- _How to complete this task_
Transcribe exactly each line of the entries, from the opening line to the line with "lock is awaited.", with both of those lines included.

[Dataset entries]

————————

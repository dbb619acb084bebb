//! The boss engine: every operation callers can perform on the world boss.
//!
//! Each request resolves its boss, locks that boss's ledger, brings passive
//! accrual up to the current instant, applies its mutation and returns a
//! fresh snapshot. Lock order is boss ledger first, then the modifier store;
//! the modifier store is never held while a boss lock is awaited.

use crate::boss::{
    amplified_burst, apply_overload, apply_reconnect, check_overload_eligible, tick_all, Boss,
    BossHandle, BossId, BossLedger, BossRegistry, BossStatus, DamageReceipt, DamageSource,
    OverloadReceipt, Participant, ReconnectReceipt, TickSummary,
};
use crate::character::CombatStats;
use crate::config::EngineConfig;
use crate::core::clock::Clock;
use crate::epoch::epoch_key;
use crate::error::{BossError, SnapshotError};
use crate::modifiers::{DamageMultipliers, Modifier, ModifierKind, ModifierStore};
use crate::settlement::{settle, SettlementResult};
use crate::signature::{Challenge, ChallengeAction, ChallengeBook, SignatureVerifier};
use crate::snapshot_store::LedgerSnapshot;
use std::collections::HashMap;
use std::sync::Arc;

/// Effective passive rate per wallet for one epoch: collaborator rate times
/// the wallet's purchased passive multiplier.
struct PassiveRates {
    stats: Arc<dyn CombatStats>,
    multipliers: HashMap<String, DamageMultipliers>,
}

impl PassiveRates {
    fn rate(&self, wallet: &str) -> f64 {
        let multiplier = self.multipliers.get(wallet).map_or(1.0, |m| m.passive);
        self.stats.passive_rate(wallet) * multiplier
    }
}

pub struct BossEngine {
    config: EngineConfig,
    registry: BossRegistry,
    modifiers: ModifierStore,
    challenges: ChallengeBook,
    stats: Arc<dyn CombatStats>,
    verifier: Arc<dyn SignatureVerifier>,
    clock: Arc<dyn Clock>,
}

impl BossEngine {
    pub fn new(
        config: EngineConfig,
        stats: Arc<dyn CombatStats>,
        verifier: Arc<dyn SignatureVerifier>,
        clock: Arc<dyn Clock>,
    ) -> Self {
        Self {
            registry: BossRegistry::new(config.boss_name.clone()),
            modifiers: ModifierStore::new(
                config.amplifier_burst_multiplier,
                config.license_passive_multiplier,
            ),
            challenges: ChallengeBook::new(config.challenge_ttl_ms()),
            config,
            stats,
            verifier,
            clock,
        }
    }

    pub fn config(&self) -> &EngineConfig {
        &self.config
    }

    pub fn clock(&self) -> &Arc<dyn Clock> {
        &self.clock
    }

    /// Current epoch's boss, spawning it during the boss phase.
    pub async fn get_or_spawn(&self) -> Result<Boss, BossError> {
        let handle = self.current_handle().await?;
        let ledger = handle.lock().await;
        Ok(ledger.boss().clone())
    }

    /// Current epoch's boss if it exists. Never spawns.
    pub async fn current_boss(&self) -> Option<Boss> {
        let handle = self.registry.get_current(self.clock.now()).await?;
        let ledger = handle.lock().await;
        Some(ledger.boss().clone())
    }

    /// Status of a specific boss, optionally from one wallet's point of view.
    pub async fn status(&self, boss_id: BossId, wallet: Option<&str>) -> Result<BossStatus, BossError> {
        let handle = self.handle(boss_id).await?;
        self.status_of(&handle, wallet).await
    }

    /// Status of the current epoch's boss.
    pub async fn current_status(&self, wallet: Option<&str>) -> Result<BossStatus, BossError> {
        let handle = self.current_handle().await?;
        self.status_of(&handle, wallet).await
    }

    /// Join the current boss fight. Joining again returns the existing
    /// record and counts as a presence check-in.
    pub async fn join(&self, wallet: &str, character_id: &str) -> Result<Participant, BossError> {
        let handle = self.current_handle().await?;
        let now_ms = self.clock.now_ms();
        let mut ledger = handle.lock().await;
        self.tick_locked(&mut ledger, now_ms).await;
        ledger.touch(wallet, now_ms, self.config.presence_timeout_ms());

        let already_joined = ledger.participant(wallet).is_some();
        let participant = ledger.join(wallet, character_id, now_ms)?;
        if !already_joined {
            tracing::debug!(
                boss_id = %ledger.boss().id,
                wallet,
                character_id,
                participants = ledger.participant_count(),
                "Wallet joined boss fight"
            );
        }
        Ok(participant)
    }

    /// Credit `amount` to `wallet` on a specific boss, clamped to its
    /// remaining health.
    pub async fn apply_damage(
        &self,
        boss_id: BossId,
        wallet: &str,
        amount: u64,
        source: DamageSource,
    ) -> Result<DamageReceipt, BossError> {
        let handle = self.handle(boss_id).await?;
        let now_ms = self.clock.now_ms();
        let mut ledger = handle.lock().await;
        self.tick_locked(&mut ledger, now_ms).await;
        ledger.touch(wallet, now_ms, self.config.presence_timeout_ms());

        let receipt = ledger.apply_damage(wallet, amount, source, now_ms)?;
        if receipt.resolved_boss {
            log_defeat(&ledger);
        }
        Ok(receipt)
    }

    /// Bring passive accrual on the current boss up to now.
    pub async fn tick(&self) -> Result<TickSummary, BossError> {
        let handle = self.current_handle().await?;
        let now_ms = self.clock.now_ms();
        let mut ledger = handle.lock().await;
        Ok(self.tick_locked(&mut ledger, now_ms).await)
    }

    /// Issue a single-use challenge the wallet must sign to perform `action`
    /// on the current boss.
    pub async fn issue_challenge(
        &self,
        wallet: &str,
        action: ChallengeAction,
    ) -> Result<Challenge, BossError> {
        let handle = self.current_handle().await?;
        let now_ms = self.clock.now_ms();
        let boss_id = {
            let ledger = handle.lock().await;
            match action {
                ChallengeAction::Overload => check_overload_eligible(&ledger, wallet)?,
            }
            ledger.boss().id
        };
        let challenge = self.challenges.issue(wallet, action, boss_id, now_ms).await;
        tracing::debug!(%boss_id, wallet, %action, expires_at_ms = challenge.expires_at_ms, "Challenge issued");
        Ok(challenge)
    }

    /// The one-shot OVERLOAD burst, gated on a signature over a challenge
    /// from [`BossEngine::issue_challenge`].
    pub async fn overload(&self, wallet: &str, signature: &str) -> Result<OverloadReceipt, BossError> {
        let handle = self.current_handle().await?;
        let now_ms = self.clock.now_ms();
        let (boss_id, epoch_start_ms) = {
            let mut ledger = handle.lock().await;
            self.tick_locked(&mut ledger, now_ms).await;
            ledger.touch(wallet, now_ms, self.config.presence_timeout_ms());
            check_overload_eligible(&ledger, wallet)?;
            (ledger.boss().id, ledger.boss().epoch_start_ms)
        };

        // Verification happens without the boss lock held
        if signature.trim().is_empty() {
            return Err(BossError::SignatureRequired);
        }
        let challenge = self
            .challenges
            .take(wallet, ChallengeAction::Overload, boss_id, now_ms)
            .await
            .ok_or(BossError::SignatureRequired)?;
        if let Err(e) = self.verifier.verify(wallet, &challenge.message, signature) {
            tracing::warn!(%boss_id, wallet, error = %e, "Rejected OVERLOAD signature");
            return Err(BossError::SignatureInvalid(wallet.to_string()));
        }

        let multipliers = self.modifiers.multipliers(wallet, epoch_start_ms).await;
        let burst_damage = amplified_burst(self.stats.burst_damage(wallet), multipliers.burst);

        let now_ms = self.clock.now_ms();
        let mut ledger = handle.lock().await;
        self.tick_locked(&mut ledger, now_ms).await;
        let damage = apply_overload(&mut ledger, wallet, burst_damage, now_ms)?;
        tracing::info!(%boss_id, wallet, burst_damage, credited = damage.credited, "OVERLOAD landed");
        if damage.resolved_boss {
            log_defeat(&ledger);
        }
        Ok(OverloadReceipt {
            boss_id,
            burst_damage,
            damage,
        })
    }

    /// The one-shot reconnect protocol: a bounded catch-up for time spent
    /// away from the fight.
    pub async fn reconnect(&self, wallet: &str) -> Result<ReconnectReceipt, BossError> {
        let handle = self.current_handle().await?;
        let now_ms = self.clock.now_ms();
        let mut ledger = handle.lock().await;
        let rates = self.passive_rates(ledger.boss().epoch_start_ms).await;
        self.tick_with(&mut ledger, &rates, now_ms);
        ledger.touch(wallet, now_ms, self.config.presence_timeout_ms());

        let receipt = apply_reconnect(
            &mut ledger,
            wallet,
            rates.rate(wallet),
            self.config.reconnect_cap_ms(),
            now_ms,
        )?;
        tracing::info!(
            boss_id = %receipt.boss_id,
            wallet,
            backlog_ms = receipt.backlog_ms,
            recovered_ms = receipt.recovered_ms,
            credited = receipt.damage.credited,
            "Reconnect protocol applied"
        );
        if receipt.damage.resolved_boss {
            log_defeat(&ledger);
        }
        Ok(receipt)
    }

    pub async fn purchase_amplifier(&self, wallet: &str) -> Result<Modifier, BossError> {
        self.purchase(wallet, ModifierKind::OverloadAmplifier).await
    }

    pub async fn purchase_license(&self, wallet: &str) -> Result<Modifier, BossError> {
        self.purchase(wallet, ModifierKind::RaidLicense).await
    }

    /// Record a modifier for the current epoch.
    ///
    /// The current boss, if any, is ticked first so a new passive multiplier
    /// never applies to time that already elapsed.
    pub async fn purchase(&self, wallet: &str, kind: ModifierKind) -> Result<Modifier, BossError> {
        let now = self.clock.now();
        let now_ms = now.timestamp_millis();
        if let Some(handle) = self.registry.get_current(now).await {
            let mut ledger = handle.lock().await;
            self.tick_locked(&mut ledger, now_ms).await;
        }
        self.modifiers.purchase(wallet, epoch_key(now), kind, now_ms).await
    }

    /// Settlement of a resolved boss. Read-only; repeated calls return
    /// identical results.
    pub async fn resolve(&self, boss_id: BossId) -> Result<SettlementResult, BossError> {
        let handle = self.handle(boss_id).await?;
        let now_ms = self.clock.now_ms();
        let mut ledger = handle.lock().await;
        self.tick_locked(&mut ledger, now_ms).await;
        let settlement = settle(&ledger)?;
        tracing::info!(
            %boss_id,
            participants = settlement.entries.len(),
            max_health = settlement.max_health,
            "Boss settled"
        );
        Ok(settlement)
    }

    /// Copy of every ledger and modifier.
    pub async fn snapshot(&self) -> LedgerSnapshot {
        let mut bosses = Vec::new();
        for handle in self.registry.handles().await {
            bosses.push(handle.lock().await.clone());
        }
        LedgerSnapshot {
            taken_at_ms: self.clock.now_ms(),
            bosses,
            modifiers: self.modifiers.all().await,
        }
    }

    /// Load a snapshot into this engine. Bosses for epochs the engine already
    /// tracks are kept as they are; modifiers are replaced.
    ///
    /// Every ledger is checked before anything is loaded, so a rejected
    /// snapshot leaves the engine untouched.
    pub async fn restore(&self, snapshot: LedgerSnapshot) -> Result<(), SnapshotError> {
        for ledger in &snapshot.bosses {
            if let Err(reason) = ledger.check_consistency() {
                tracing::warn!(boss_id = %ledger.boss().id, reason, "Rejected ledger snapshot");
                return Err(SnapshotError::InvalidLedger {
                    boss_id: ledger.boss().id,
                    reason,
                });
            }
        }

        let boss_count = snapshot.bosses.len();
        for ledger in snapshot.bosses {
            self.registry.insert(ledger).await;
        }
        let modifier_count = snapshot.modifiers.len();
        self.modifiers.restore(snapshot.modifiers).await;
        tracing::info!(bosses = boss_count, modifiers = modifier_count, "Ledger restored");
        Ok(())
    }

    async fn current_handle(&self) -> Result<BossHandle, BossError> {
        let stats = Arc::clone(&self.stats);
        let config = &self.config;
        self.registry
            .get_or_spawn(self.clock.now(), || config.spawn_health(stats.active_players()))
            .await
            .ok_or(BossError::NoActiveBoss)
    }

    async fn handle(&self, boss_id: BossId) -> Result<BossHandle, BossError> {
        self.registry
            .get(boss_id)
            .await
            .ok_or(BossError::BossNotFound(boss_id))
    }

    async fn status_of(&self, handle: &BossHandle, wallet: Option<&str>) -> Result<BossStatus, BossError> {
        let now_ms = self.clock.now_ms();
        let mut ledger = handle.lock().await;
        self.tick_locked(&mut ledger, now_ms).await;
        if let Some(wallet) = wallet {
            ledger.touch(wallet, now_ms, self.config.presence_timeout_ms());
        }
        Ok(ledger.status(wallet))
    }

    async fn passive_rates(&self, epoch_start_ms: i64) -> PassiveRates {
        PassiveRates {
            stats: Arc::clone(&self.stats),
            multipliers: self.modifiers.epoch_view(epoch_start_ms).await,
        }
    }

    async fn tick_locked(&self, ledger: &mut BossLedger, now_ms: i64) -> TickSummary {
        let rates = self.passive_rates(ledger.boss().epoch_start_ms).await;
        self.tick_with(ledger, &rates, now_ms)
    }

    fn tick_with(&self, ledger: &mut BossLedger, rates: &PassiveRates, now_ms: i64) -> TickSummary {
        let summary = tick_all(
            ledger,
            |wallet| rates.rate(wallet),
            now_ms,
            self.config.presence_timeout_ms(),
        );
        if summary.resolved_boss {
            log_defeat(ledger);
        }
        summary
    }
}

————————

- _Task answer_
repository dbb619acb084bebb
//! The boss engine: every operation callers can perform on the world boss.
//!
//! Each request resolves its boss, locks that boss's ledger, brings passive
//! accrual up to the current instant, applies its mutation and returns a
//! fresh snapshot. Lock order is boss ledger first, then the modifier store;
//! the modifier store is never held while a boss lock is awaited.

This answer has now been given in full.